Stored data entries:
----------------

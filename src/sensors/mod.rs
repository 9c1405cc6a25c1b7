pub mod mag;
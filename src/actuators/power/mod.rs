#[cfg(feature = "real-sensors")]
use rppal::gpio::{Gpio, OutputPin};

/// Ligne d'alimentation du capteur
pub(crate) trait PowerLine {
    fn assert_power(&mut self);
    fn deassert_power(&mut self);
}

/// Alimentation pilotée par une sortie GPIO
#[cfg(feature = "real-sensors")]
pub(crate) struct PowerSwitch {
    pin: OutputPin,
}

#[cfg(feature = "real-sensors")]
impl PowerSwitch {
    pub fn new(pin: u8) -> anyhow::Result<PowerSwitch> {
        let gpio = Gpio::new()?;
        let mut pin = gpio.get(pin)?.into_output();

        // Le capteur reste alimenté à l'arrêt du programme
        pin.set_reset_on_drop(false);
        pin.set_high();

        Ok(PowerSwitch { pin })
    }

    pub fn is_powered(&self) -> bool {
        self.pin.is_set_high()
    }
}

#[cfg(feature = "real-sensors")]
impl PowerLine for PowerSwitch {
    fn assert_power(&mut self) {
        self.pin.set_high();
    }

    fn deassert_power(&mut self) {
        self.pin.set_low();
    }
}
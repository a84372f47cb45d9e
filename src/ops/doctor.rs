//! Environment health checks.
//!
//! `gosmith doctor` verifies that the tools gosmith shells out to can be
//! found, using the commands from the active configuration.
//!
//! ## Checks Performed
//!
//! - Go toolchain (required)
//! - Git (required)
//! - Editor command (optional)

use std::path::PathBuf;
use std::time::{Duration, Instant};

use crate::util::config::Config;
use crate::util::process::{find_executable, ProcessBuilder};

/// Result of a single health check.
#[derive(Debug, Clone)]
pub struct CheckResult {
    /// Name of the check
    pub name: String,

    /// Whether the check passed
    pub passed: bool,

    /// Human-readable status message
    pub message: String,

    /// Path to the tool (if found)
    pub path: Option<PathBuf>,

    /// First line of the tool's version output
    pub version: Option<String>,

    /// How long the check took
    pub duration: Duration,

    /// Whether this check is required or optional
    pub required: bool,
}

impl CheckResult {
    /// Create a passing check result.
    pub fn pass(name: impl Into<String>, message: impl Into<String>) -> Self {
        CheckResult {
            name: name.into(),
            passed: true,
            message: message.into(),
            path: None,
            version: None,
            duration: Duration::ZERO,
            required: true,
        }
    }

    /// Create a failing check result.
    pub fn fail(name: impl Into<String>, message: impl Into<String>) -> Self {
        CheckResult {
            passed: false,
            ..CheckResult::pass(name, message)
        }
    }

    /// Mark this check as optional.
    pub fn optional(mut self) -> Self {
        self.required = false;
        self
    }

    pub fn with_path(mut self, path: PathBuf) -> Self {
        self.path = Some(path);
        self
    }

    pub fn with_version(mut self, version: impl Into<String>) -> Self {
        self.version = Some(version.into());
        self
    }

    pub fn with_duration(mut self, duration: Duration) -> Self {
        self.duration = duration;
        self
    }
}

/// Summary of all health checks.
#[derive(Debug, Clone, Default)]
pub struct DoctorReport {
    /// Individual check results
    pub checks: Vec<CheckResult>,

    /// Total time taken
    pub total_duration: Duration,
}

impl DoctorReport {
    /// Add a check result.
    pub fn add(&mut self, check: CheckResult) {
        self.checks.push(check);
    }

    /// Check if all required checks passed.
    pub fn all_required_passed(&self) -> bool {
        self.checks.iter().filter(|c| c.required).all(|c| c.passed)
    }

    pub fn passed_count(&self) -> usize {
        self.checks.iter().filter(|c| c.passed).count()
    }

    pub fn failed_count(&self) -> usize {
        self.checks.iter().filter(|c| !c.passed).count()
    }

    pub fn required_failed_count(&self) -> usize {
        self.checks
            .iter()
            .filter(|c| c.required && !c.passed)
            .count()
    }
}

/// Run every check against the configured tools.
pub fn doctor(config: &Config) -> DoctorReport {
    let start = Instant::now();
    let mut report = DoctorReport::default();

    report.add(check_tool("Go", config.go(), &["version"]));
    report.add(check_tool("Git", config.git(), &["--version"]));
    report.add(check_tool("Editor", config.editor(), &["--version"]).optional());

    report.total_duration = start.elapsed();
    report
}

/// Check that `program` is on PATH and capture its version line.
pub fn check_tool(name: &str, program: &str, version_args: &[&str]) -> CheckResult {
    let start = Instant::now();

    let Some(path) = find_executable(program) else {
        return CheckResult::fail(name, format!("`{}` not found on PATH", program))
            .with_duration(start.elapsed());
    };

    let mut result = CheckResult::pass(name, format!("Found {}", program)).with_path(path.clone());

    match ProcessBuilder::new(&path).args(version_args).exec() {
        Ok(output) if output.status.success() => {
            let stdout = String::from_utf8_lossy(&output.stdout);
            if let Some(line) = stdout.lines().map(str::trim).find(|l| !l.is_empty()) {
                result = result.with_version(line);
            }
        }
        Ok(output) => {
            tracing::debug!("`{}` exited with {}", program, output.status);
        }
        Err(e) => {
            tracing::debug!("could not query `{}` version: {:#}", program, e);
        }
    }

    result.with_duration(start.elapsed())
}

/// Format the report for display.
pub fn format_report(report: &DoctorReport, verbose: bool) -> String {
    use std::fmt::Write;

    let mut output = String::new();

    let _ = writeln!(output, "gosmith doctor");
    let _ = writeln!(output, "==============\n");

    let _ = writeln!(output, "Checks:");
    for check in &report.checks {
        let status = if check.passed { "[OK]" } else { "[!!]" };
        let required = if check.required { "" } else { " (optional)" };

        let _ = writeln!(output, "  {} {}{}", status, check.name, required);

        if verbose || !check.passed {
            let _ = writeln!(output, "      {}", check.message);
        }
        if verbose {
            if let Some(path) = &check.path {
                let _ = writeln!(output, "      Path: {}", path.display());
            }
            if let Some(version) = &check.version {
                let _ = writeln!(output, "      Version: {}", version);
            }
        }
    }

    let _ = writeln!(output);
    let _ = writeln!(
        output,
        "Summary: {} passed, {} failed",
        report.passed_count(),
        report.failed_count()
    );

    let required_failed = report.required_failed_count();
    if required_failed > 0 {
        let _ = writeln!(
            output,
            "\nWarning: {} required check(s) failed.",
            required_failed
        );
    }

    output
}

#[cfg(test)]
mod tests {
    use super::*;

    #[test]
    fn test_missing_tool_fails() {
        let result = check_tool("Go", "gosmith-no-such-go", &["version"]);

        assert!(!result.passed);
        assert!(result.path.is_none());
        assert!(result.message.contains("not found"));
    }

    #[test]
    fn test_optional_failure_does_not_fail_report() {
        let mut report = DoctorReport::default();
        report.add(CheckResult::pass("Go", "Found go"));
        report.add(CheckResult::fail("Editor", "`code` not found on PATH").optional());

        assert!(report.all_required_passed());
        assert_eq!(report.passed_count(), 1);
        assert_eq!(report.failed_count(), 1);
        assert_eq!(report.required_failed_count(), 0);
    }

    #[test]
    fn test_required_failure_fails_report() {
        let mut report = DoctorReport::default();
        report.add(CheckResult::fail("Git", "`git` not found on PATH"));

        assert!(!report.all_required_passed());
        let text = format_report(&report, false);
        assert!(text.contains("[!!] Git"));
        assert!(text.contains("1 required check(s) failed"));
    }

    #[test]
    fn test_format_report_verbose_shows_details() {
        let mut report = DoctorReport::default();
        report.add(
            CheckResult::pass("Go", "Found go")
                .with_path(PathBuf::from("/usr/local/go/bin/go"))
                .with_version("go version go1.22.5 linux/amd64"),
        );

        let text = format_report(&report, true);
        assert!(text.contains("[OK] Go"));
        assert!(text.contains("Path: /usr/local/go/bin/go"));
        assert!(text.contains("Version: go version go1.22.5"));
    }

    #[cfg(unix)]
    #[test]
    fn test_doctor_uses_configured_commands() {
        let mut config = Config::default();
        config.tools.go = Some("gosmith-no-such-go".to_string());
        config.tools.git = Some("sh".to_string());
        config.tools.editor = Some("gosmith-no-such-editor".to_string());

        let report = doctor(&config);

        assert_eq!(report.checks.len(), 3);
        assert!(!report.checks[0].passed);
        assert!(report.checks[1].passed);
        assert!(!report.checks[2].required);
        assert!(!report.all_required_passed());
    }
}
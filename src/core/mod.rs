//! Core data types for gosmith.

pub mod module;
pub mod workspace;

pub use module::{ModuleKind, ModuleSpec};
pub use workspace::{
    AssembleOutcome, ModuleReference, SubRepository, WorkspaceAssembler, WorkspaceDescriptor,
};
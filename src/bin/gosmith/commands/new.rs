//! `gosmith app` and `gosmith lib` commands

use std::path::Path;

use anyhow::Result;

use super::{status, target_dir};
use crate::cli::{AppArgs, ModuleArgs};
use gosmith::core::module::{resolve_prefix, ModuleKind, ModuleSpec};
use gosmith::ops::{new_module, NewOptions};
use gosmith::util::config::{load_config, Config};
use gosmith::util::SystemRunner;

pub fn execute_app(args: AppArgs, config_path: Option<&Path>) -> Result<()> {
    let no_main = args.no_main;
    execute(args.module, ModuleKind::App, no_main, config_path)
}

pub fn execute_lib(args: ModuleArgs, config_path: Option<&Path>) -> Result<()> {
    execute(args, ModuleKind::Lib, true, config_path)
}

/// Build the module spec from the arguments and config.
pub fn module_spec(args: &ModuleArgs, kind: ModuleKind, config: &Config) -> Result<ModuleSpec> {
    let prefix = resolve_prefix(
        args.module_prefix.as_deref(),
        config.module.default_prefix.as_deref(),
        &config.prefix_aliases(),
    );
    ModuleSpec::new(args.name.clone(), prefix, kind)
}

fn execute(
    args: ModuleArgs,
    kind: ModuleKind,
    no_main: bool,
    config_path: Option<&Path>,
) -> Result<()> {
    let parent = target_dir(args.path.clone())?;
    let config = load_config(&parent, config_path)?;
    let spec = module_spec(&args, kind, &config)?;

    let opts = NewOptions {
        no_git: args.no_git,
        no_code: args.no_code,
        no_main,
    };

    let folder = new_module(&parent, &spec, &opts, &config, &mut SystemRunner)?;

    status(
        "Created",
        format!(
            "{} `{}` in `{}`",
            kind,
            spec.module_path(),
            folder.display()
        ),
    );

    Ok(())
}
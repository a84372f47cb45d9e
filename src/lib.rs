//! gosmith - scaffolding for Go modules and multi-module workspaces
//!
//! This crate provides the library side of the `gosmith` CLI: workspace
//! discovery and assembly, module generation, and the process, config and
//! filesystem plumbing around them.

pub mod core;
pub mod ops;
pub mod templates;
pub mod util;

/// Test utilities and mocks for gosmith unit tests.
///
/// Only compiled for tests. Provides a recording process executor and
/// directory-tree fixtures.
#[cfg(test)]
pub mod test_support;

pub use core::{
    module::ModuleSpec, workspace::ModuleReference, workspace::WorkspaceAssembler,
};
pub use util::config::Config;
pub use util::errors::GosmithError;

----------------

TASK BRIEF: Reproduce the lines of the entries above from the one with "passing check result." to the one with "pub fn with_path(mut", both included, exactly and without any other line.

WRITTEN RESPONSE:
    /// Create a passing check result.
    pub fn pass(name: impl Into<String>, message: impl Into<String>) -> Self {
        CheckResult {
            name: name.into(),
            passed: true,
            message: message.into(),
            path: None,
            version: None,
            duration: Duration::ZERO,
            required: true,
        }
    }

    /// Create a failing check result.
    pub fn fail(name: impl Into<String>, message: impl Into<String>) -> Self {
        CheckResult {
            passed: false,
            ..CheckResult::pass(name, message)
        }
    }

    /// Mark this check as optional.
    pub fn optional(mut self) -> Self {
        self.required = false;
        self
    }

    pub fn with_path(mut self, path: PathBuf) -> Self {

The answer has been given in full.